Romney's Rise Today Comes With A Steep November Price Tag

President Obama's ratings among working-class whites have improved significantly since the Republican primaries and caucuses began.


The new NBC/Wall Street Journal national survey released Monday, like the NBC/Marist polls released yesterday in the key swing states of Ohio and Virginia, quantify the broad sense in both parties that Mitt Romney's slog toward the GOP nomination has come at a palpable price for November.

In the NBC/WSJ survey, Obama held a 50 percent to 43 percent advantage over Romney nationally, up from a 47 percent to 44 percent lead in the average of the news organizations' polls during the second half of 2011, just before the voting began in the Republican race. What's especially striking about the new survey is that it shows Obama has made his biggest gains among the group that has consistently resisted him the most: white voters without a college education.

In the NBC/WSJ surveys through the second half of 2011, Romney led Obama among those working-class white voters by a commanding 52 percent to 38 percent, according to figures provided by Bill McInturff, a Republican pollster who conducts the survey with Democrat Peter Hart. But in latest survey, Romney's advantage with those voters had shriveled to just five percentage points -- 48 percent to 43 percent. By comparison, in 2008 non-college white voters backed John McCain over Obama by a resounding 58 percent to 40 percent; Republicans won even more of them (63 percent) in the 2010 Congressional election.

Romney's eroding advantage among working-class whites tracks recent ABC/Washington Post polling showing Romney with an anemic favorability rating no better than Obama's among those voters. These numbers are bound to increase Democratic optimism that the focus on Romney's business career at Bain Capital, and his repeated comments highlighting his personal wealth, may create greater openings than almost anyone expected for Obama with blue-collar whites. If Obama could actually hold as much white working-class support as the NBC/WSJ poll gives him today, he'd bank it in a heartbeat: No Democratic presidential nominee since 1988 has carried more than 44 percent of non-college white voters.

Over the same period, the NBC/WSJ survey showed more modest, but still visible, gains for Obama with white-collar whites. In the average of the late 2011 surveys, Romney led Obama among those voters by 51 percent to 41 percent. In the new survey, Obama cut that advantage in half, drawing 45 percent to Romney's 50 percent. Obama's figure is now converging toward the 47 percent of college-educated whites he carried in 2008.

The NBC/Marist results from the Virginia and Ohio polls suggest greater upscale vulnerability for Romney. The Virginia survey, which gave Obama a crushing 17 percentage point lead over Romney, showed the president actually drawing only the same meager percentage of Virginia non-college whites as he did in 2008: just 32 percent, according to figures provided by Lee Miringoff, director of the Marist College Institute for Public Opinion.
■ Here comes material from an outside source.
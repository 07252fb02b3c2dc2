pub mod extract;
pub mod validation;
But the poll found Obama attracting 49 percent of college-educated whites, up from his 44 percent figure in 2008, and holding big leads among minorities.

Republicans are likely to look skeptically at the Virginia poll, because it shows Democrats outnumbering Republicans in the state by 12 percentage points, double their actual advantage in the 2008 exit poll. But even re-weighting the results to assume that Republicans and Democrats represent the same share of voters as they did in 2008 still leaves Obama with a 10 percentage-point edge over Romney. The survey showed Obama leading among independents by double digits; perhaps most imposingly, Obama held his strong lead while winning only 40 percent of whites, a number that underscores the political power of demography in diversifying states like Virginia.

Like the Virginia survey, the NBC/Marist Ohio poll showed Obama leading Romney among college-educated whites, 48 percent to 43 percent; in 2008, he split Ohio college whites almost exactly evenly with John McCain. In the survey, Obama trailed Romney among Ohio non-college whites by just two percentage points, a much more manageable difference than his 10 point gap against McCain in 2008. This survey found a slightly wider partisan advantage than Democrats enjoyed in Ohio in 2008, but even reweighting the results to reflect that shift left Obama with a solid nine point lead.

In 1992, Bill Clinton demonstrated that a candidate who emerged from the primaries battered and bloodied could restore his image enough to win the general election. (Clinton was the only recent nominee whose favorable-unfavorable ratings in the national NBC/WSJ survey were as weak as Romney's at this point in the election cycle.)

That opportunity will remain for Romney if he captures the GOP prize. But one final result from the NBC/Marist polls underscores the challenge he will face in trying to reposition himself after a primary contest in which he's moved steadily to the right on both economic (tax cuts, transforming Medicare into a premium support system) and social issues (like contraception and immigration): in both Ohio and Virginia the surveys found Obama attracting almost exactly three-fifths of moderates -- the same dominant share he won in capturing both states last time.